LatAm最大のECプラットフォームであるMercadoLibreが、AI戦略の詳細と次のステップを明らかにしました。2025年Q4にはAI駆動の広告ツールがMercado Ads収益を為替中立ベースで67%押し上げ、決済サービスMercado PagoのAIアシスタントは問い合わせの87%を人間の介在なしで解決しています。

広告・決済・物流の各領域にAIを本格投入し、収益性とユーザー体験の両面で成果を出している点は、グローバルEC企業のAI活用モデルとして参考になります。

Wayfair、2026年の成長施策とAI活用計画を発表

家具・インテリアEC大手のWayfairが、共同創業者のニラジ・シャー氏とスティーブ・コニン氏の連名で2026年の成長戦略を発表しました。商品ラインナップの拡充、価格競争力の強化、配送改善に加え、AIの活用をチャットボットからより複雑なワークフローやデザインアシスタントへ拡大する方針です。

家具ECという高単価・低頻度カテゴリにおけるAI活用の深化として注目される動きです。

グローバルEC動向

タイEC市場、2030年に1.8兆バーツ到達予測――AI活用と消費者信頼が成長を牽引

タイのEC市場が2030年までに1.8兆バーツ(約7.5兆円)に到達するとの予測が発表されました。成長の主要ドライバーとして、消費者信頼の向上、AI技術の採用拡大、海外ブランドへの需要増が挙げられています。

Lazadaはタイ市場で「トレードアップ(より高品質な商品への移行)」トレンドを捉え、プレミアム商品カテゴリの強化を進めています。東南アジア主要市場の一つであるタイのEC成長見通しは、同地域への展開を検討するEC事業者にとって重要な指標です。

韓国、EC事業者3,500社向けデジタル支援プログラムを展開

韓国政府が、中小EC事業者3,500社を対象としたデジタル化支援プログラムを開始しました。グローバル展開やデジタルツール導入を支援する内容で、政府主導によるECエコシステムの底上げを狙っています。

アジア各国でEC事業者への公的支援が拡大する中、韓国は特にK-コマースのグローバル展開を後押しする姿勢を鮮明にしています。

Meta × インド小売業協会、AIがインドのオムニチャネル購買を加速

Metaがインド小売業協会(RAI)と共同で、インドのオムニチャネルリテールに関するホワイトペーパーを発表しました。インドのEC市場は2030年までに$200-300Bに倍増する見通しで、AIとオムニチャネル戦略がその成長を牽引すると分析しています。

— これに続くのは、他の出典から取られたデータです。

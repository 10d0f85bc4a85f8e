//! `EngineFacade` (§4.7): the process-global simulation registry plus the
//! eight request handlers, returning [`ServiceError`] for the failure codes
//! the external interface promises.

use std::collections::HashMap;
use std::sync::{Mutex, MutexGuard, RwLock, RwLockReadGuard};

use thiserror::Error;
use tracing::{info, instrument};

use latch_sim::interp::AttributeRef;
use latch_sim::value::Value;
use latch_sim::{EngineError, Simulation, SimulationDef};

#[derive(Debug, Error)]
pub enum ServiceError {
    #[error("simulation '{name}' already exists and is locked")]
    AlreadyExists { name: String },

    #[error("simulation '{name}' not found")]
    NotFound { name: String },

    #[error("internal error: {0}")]
    Internal(#[from] EngineError),
}

/// Process-global registry of named simulations, each independently
/// lockable so one simulation's `Step` cannot interleave with another
/// request against the *same* simulation while different simulations
/// proceed independently (§5).
#[derive(Default)]
pub struct EngineFacade {
    registry: RwLock<HashMap<String, Mutex<Simulation>>>,
}

fn recover<T>(result: Result<T, std::sync::PoisonError<T>>) -> T {
    result.unwrap_or_else(|poisoned| poisoned.into_inner())
}

impl EngineFacade {
    pub fn new() -> Self {
        EngineFacade {
            registry: RwLock::new(HashMap::new()),
        }
    }

    fn read(&self) -> RwLockReadGuard<'_, HashMap<String, Mutex<Simulation>>> {
        recover(self.registry.read())
    }

    fn lock_entry<'a>(entry: &'a Mutex<Simulation>) -> MutexGuard<'a, Simulation> {
        recover(entry.lock())
    }

    pub fn get_version(&self) -> &'static str {
        env!("CARGO_PKG_VERSION")
    }

    /// Reject if the named simulation exists and is locked; otherwise
    /// materialize and install the new def, then run its init graph. The
    /// entry is installed *before* the init graph runs and is not rolled
    /// back if the init graph fails (§9).
    #[instrument(skip(self, def), fields(sim_name = %def.name))]
    pub fn apply_simulation(&self, def: SimulationDef) -> Result<SimulationDef, ServiceError> {
        let name = def.name.clone();
        if let Some(entry) = self.read().get(&name) {
            if Self::lock_entry(entry).locked {
                return Err(ServiceError::AlreadyExists { name });
            }
        }

        let mut sim = Simulation::materialize(def)?;
        let echoed = sim.def.clone();
        let mut rng = rand::thread_rng();
        let init_result = sim.run_init_graph(&mut rng);

        recover(self.registry.write()).insert(name.clone(), Mutex::new(sim));
        init_result?;

        info!(sim_name = %name, "applied simulation");
        Ok(echoed)
    }

    pub fn get_simulation(&self, name: &str) -> Result<SimulationDef, ServiceError> {
        let registry = self.read();
        let entry = registry
            .get(name)
            .ok_or_else(|| ServiceError::NotFound { name: name.to_string() })?;
        Ok(Self::lock_entry(entry).def.clone())
    }

    pub fn list_simulation(&self) -> Vec<String> {
        self.read().keys().cloned().collect()
    }

    #[instrument(skip(self))]
    pub fn drop_simulation(&self, name: &str) -> Result<(), ServiceError> {
        recover(self.registry.write())
            .remove(name)
            .map(|_| ())
            .ok_or_else(|| ServiceError::NotFound { name: name.to_string() })
    }

    #[instrument(skip(self))]
    pub fn step_simulation(&self, name: &str) -> Result<(), ServiceError> {
        let registry = self.read();
        let entry = registry
            .get(name)
            .ok_or_else(|| ServiceError::NotFound { name: name.to_string() })?;
        let mut sim = Self::lock_entry(entry);
        let mut rng = rand::thread_rng();
        sim.step(&mut rng)
            .map_err(|e| ServiceError::Internal(e.context(format!("stepping simulation '{name}'"))))
    }

    pub fn get_attribute(&self, name: &str, attr: &AttributeRef) -> Result<Value, ServiceError> {
        let registry = self.read();
        let entry = registry
            .get(name)
            .ok_or_else(|| ServiceError::NotFound { name: name.to_string() })?;
        Ok(Self::lock_entry(entry).get_attribute(attr)?)
    }

    pub fn set_attribute(
        &self,
        name: &str,
        attr: &AttributeRef,
        value: Value,
    ) -> Result<(), ServiceError> {
        let registry = self.read();
        let entry = registry
            .get(name)
            .ok_or_else(|| ServiceError::NotFound { name: name.to_string() })?;
        let mut sim = Self::lock_entry(entry);
        let mut rng = rand::thread_rng();
        sim.set_attribute(attr, value, &mut rng)?;
        Ok(())
    }
}

#[cfg(test)]
mod tests {
    use super::*;
    use latch_sim::component::ComponentDef;
    use latch_sim::interp::{Graph, Node};
    use latch_sim::value::{DeclaredType, Primitive, Tag};
    use latch_sim::{EntityDef, SystemDef};
    use std::collections::HashMap as Map;

    fn height_def(name: &str) -> SimulationDef {
        let mut schema = Map::new();
        schema.insert("height".to_string(), DeclaredType::Primitive(Tag::Int64));
        SimulationDef {
            name: name.to_string(),
            components: vec![ComponentDef::new("Pos", schema)],
            entities: vec![EntityDef {
                id: 0,
                components: vec!["Pos".to_string()],
            }],
            systems: vec![],
            init_graph: None,
        }
    }

    #[test]
    fn s3_applying_a_locked_simulation_is_already_exists() {
        let facade = EngineFacade::new();
        facade.apply_simulation(height_def("A")).unwrap();
        facade.step_simulation("A").unwrap();
        let err = facade.apply_simulation(height_def("A")).unwrap_err();
        assert!(matches!(err, ServiceError::AlreadyExists { .. }));
    }

    #[test]
    fn s6_drop_frees_name_for_reapply() {
        let facade = EngineFacade::new();
        facade.apply_simulation(height_def("A")).unwrap();
        facade.step_simulation("A").unwrap();
        facade.drop_simulation("A").unwrap();
        assert!(facade.list_simulation().is_empty());
        facade.apply_simulation(height_def("A")).unwrap();
    }

    #[test]
    fn s4_set_attribute_widens_int32_into_int64() {
        let facade = EngineFacade::new();
        let echoed = facade.apply_simulation(height_def("A")).unwrap();
        let entity_id = echoed.entities[0].id;
        let attr = AttributeRef {
            component: "Pos".to_string(),
            entity_id,
            attribute: "height".to_string(),
        };
        facade
            .set_attribute("A", &attr, Value::from_primitive(Primitive::Int32(5)))
            .unwrap();
        let v = facade.get_attribute("A", &attr).unwrap();
        assert_eq!(v.as_i64().unwrap(), 5);
    }

    #[test]
    fn unknown_simulation_name_is_not_found() {
        let facade = EngineFacade::new();
        assert!(matches!(
            facade.step_simulation("ghost"),
            Err(ServiceError::NotFound { .. })
        ));
    }

    #[test]
    fn s6_get_simulation_round_trips_non_id_fields_with_assigned_ids() {
        let facade = EngineFacade::new();
        let echoed = facade.apply_simulation(height_def("A")).unwrap();
        assert_ne!(echoed.entities[0].id, 0);

        let fetched = facade.get_simulation("A").unwrap();
        assert_eq!(fetched, echoed);
        assert_eq!(fetched.components, height_def("A").components);
    }

    #[test]
    fn s7_apply_simulation_is_idempotent_on_a_draft() {
        let facade = EngineFacade::new();
        let first = facade.apply_simulation(height_def("A")).unwrap();
        let second = facade.apply_simulation(height_def("A")).unwrap();
        assert_eq!(first, second);
        assert_eq!(facade.get_simulation("A").unwrap(), second);
    }

    #[test]
    fn s8_drop_then_get_simulation_is_not_found() {
        let facade = EngineFacade::new();
        facade.apply_simulation(height_def("A")).unwrap();
        facade.drop_simulation("A").unwrap();
        assert!(matches!(
            facade.get_simulation("A"),
            Err(ServiceError::NotFound { .. })
        ));
    }

    #[test]
    fn s2_cycle_100_resets_at_boundary() {
        let mut schema = Map::new();
        schema.insert("height".to_string(), DeclaredType::Primitive(Tag::Int64));
        let mut def = SimulationDef {
            name: "cycle".to_string(),
            components: vec![ComponentDef::new("Pos", schema)],
            entities: vec![EntityDef {
                id: 0,
                components: vec!["Pos".to_string()],
            }],
            systems: vec![],
            init_graph: None,
        };
        let facade = EngineFacade::new();
        let echoed = facade.apply_simulation(def.clone()).unwrap();
        let entity_id = echoed.entities[0].id;
        let attr = |a: &str| AttributeRef {
            component: "Pos".to_string(),
            entity_id,
            attribute: a.to_string(),
        };
        def.systems = vec![SystemDef {
            id: 0,
            graph: Graph::new(
                vec![],
                vec![Node::Mutate(
                    attr("height"),
                    Box::new(Node::Switch {
                        cond: Box::new(Node::Gt(
                            Box::new(Node::Retrieve(attr("height"))),
                            Box::new(Node::Const(Value::from_primitive(Primitive::Int64(100)))),
                        )),
                        if_true: Box::new(Node::Const(Value::from_primitive(Primitive::Int64(0)))),
                        if_false: Box::new(Node::Add(
                            Box::new(Node::Retrieve(attr("height"))),
                            Box::new(Node::Const(Value::from_primitive(Primitive::Int64(1)))),
                        )),
                    }),
                )],
            ),
        }];
        facade.apply_simulation(def).unwrap();
        for _ in 0..102 {
            facade.step_simulation("cycle").unwrap();
        }
        let v = facade.get_attribute("cycle", &attr("height")).unwrap();
        assert_eq!(v.as_i64().unwrap(), 0);
    }
}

WhatsAppやInstagramを活用した対話型コマースがインドで急成長しており、AI技術との組み合わせで店舗とオンラインの購買体験を統合する動きが加速しています。人口14億人の巨大市場におけるAIコマースの実態を示す重要なデータです。

まとめ

本日のニュースは、エージェンティックコマースが「話題」から「実装」フェーズに移行しつつある状況を多角的に映し出しています。Stripeの年次レターが示す「着実だが慎重な成長」という評価は、業界全体の現在地を端的に表現しています。

一方で、PerplexityのPayPal連携やCircleのステーブルコイン活用など、具体的な実装事例が次々と登場しており、インフラ層での競争が本格化しています。DeloitteのB2B調査が示すように、導入のハードルは領域によって大きく異なり、ERPなど基幹システムの近代化が前提条件となるケースも多いことが明らかになりました。

今後は、Redditのような非EC専業プラットフォームのコマース参入と、エージェンティックAIの信頼性・セキュリティ確保の動きがどう交差するかに注目です。